| What to produce |
Produce the tally of lines in the material below that hold "StorefrontConfig", without anything else.

Top of Record extracts

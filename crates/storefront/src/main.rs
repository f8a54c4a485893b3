//! Bazaar storefront - server-rendered marketplace web client.
//!
//! This binary serves the storefront on port 3000.
//!
//! # Architecture
//!
//! - Axum web framework with HTMX for interactivity
//! - Askama templates for server-side rendering
//! - Marketplace REST backend for catalog, carts, orders and moderation
//! - In-memory sessions holding the backend token, guest id and UI state
//!
//! # Security
//!
//! This binary holds no database credentials. Every privileged operation is
//! authorized by the backend using the signed-in user's bearer token.

#![cfg_attr(not(test), forbid(unsafe_code))]

use std::net::SocketAddr;

use bazaar_storefront::config::StorefrontConfig;
use bazaar_storefront::state::AppState;
use sentry::integrations::tracing as sentry_tracing;
use tracing_subscriber::{layer::SubscriberExt, util::SubscriberInitExt};

/// Initialize Sentry error tracking and return guard that must be kept alive.
fn init_sentry(config: &StorefrontConfig) -> Option<sentry::ClientInitGuard> {
    let dsn = config.sentry_dsn.as_ref()?;

    let guard = sentry::init((
        dsn.as_str(),
        sentry::ClientOptions {
            release: sentry::release_name!(),
            environment: config
                .sentry_environment
                .clone()
                .map(std::borrow::Cow::Owned),
            sample_rate: config.sentry_sample_rate,
            traces_sample_rate: config.sentry_traces_sample_rate,
            attach_stacktrace: true,
            ..Default::default()
        },
    ));

    tracing::info!("Sentry initialized");
    Some(guard)
}

/// Filter tracing events to Sentry event types.
fn sentry_event_filter(metadata: &tracing::Metadata<'_>) -> sentry_tracing::EventFilter {
    match *metadata.level() {
        tracing::Level::ERROR | tracing::Level::WARN => sentry_tracing::EventFilter::Event,
        tracing::Level::INFO | tracing::Level::DEBUG => sentry_tracing::EventFilter::Breadcrumb,
        _ => sentry_tracing::EventFilter::Ignore,
    }
}

#[tokio::main]
async fn main() -> Result<(), Box<dyn std::error::Error>> {
    // Load configuration from environment (needed for Sentry init)
    let config = StorefrontConfig::from_env()?;

    // Initialize Sentry (must be done before tracing subscriber)
    let _sentry_guard = init_sentry(&config);

    // Defaults to info level for our crate if RUST_LOG is not set
    let env_filter = tracing_subscriber::EnvFilter::try_from_default_env()
        .unwrap_or_else(|_| "bazaar_storefront=info,tower_http=debug".into());

    tracing_subscriber::registry()
        .with(env_filter)
        .with(tracing_subscriber::fmt::layer())
        .with(sentry_tracing::layer().event_filter(sentry_event_filter))
        .init();

    tracing::info!(api = %config.api.base_url, "Using marketplace backend");

    let addr = config.socket_addr();
    let state = AppState::new(config)?;
    let app = bazaar_storefront::app(state);

    tracing::info!("storefront listening on {}", addr);
    let listener = tokio::net::TcpListener::bind(addr).await?;

    // Connect info feeds the rate limiter's peer-address fallback.
    axum::serve(
        listener,
        app.into_make_service_with_connect_info::<SocketAddr>(),
    )
    .with_graceful_shutdown(shutdown_signal())
    .await?;

    Ok(())
}

/// Wait for shutdown signal (Ctrl+C or SIGTERM).
async fn shutdown_signal() {
    let ctrl_c = async {
        if let Err(e) = tokio::signal::ctrl_c().await {
            tracing::error!("Failed to listen for Ctrl+C: {e}");
            std::future::pending::<()>().await;
        }
    };

    #[cfg(unix)]
    let terminate = async {
        match tokio::signal::unix::signal(tokio::signal::unix::SignalKind::terminate()) {
            Ok(mut signal) => {
                signal.recv().await;
            }
            Err(e) => {
                tracing::error!("Failed to install SIGTERM handler: {e}");
                std::future::pending::<()>().await;
            }
        }
    };

    #[cfg(not(unix))]
    let terminate = std::future::pending::<()>();

    tokio::select! {
        () = ctrl_c => {},
        () = terminate => {},
    }

    tracing::info!("Shutdown signal received, starting graceful shutdown");
}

Bottom of Record extracts

| Response to the task |
3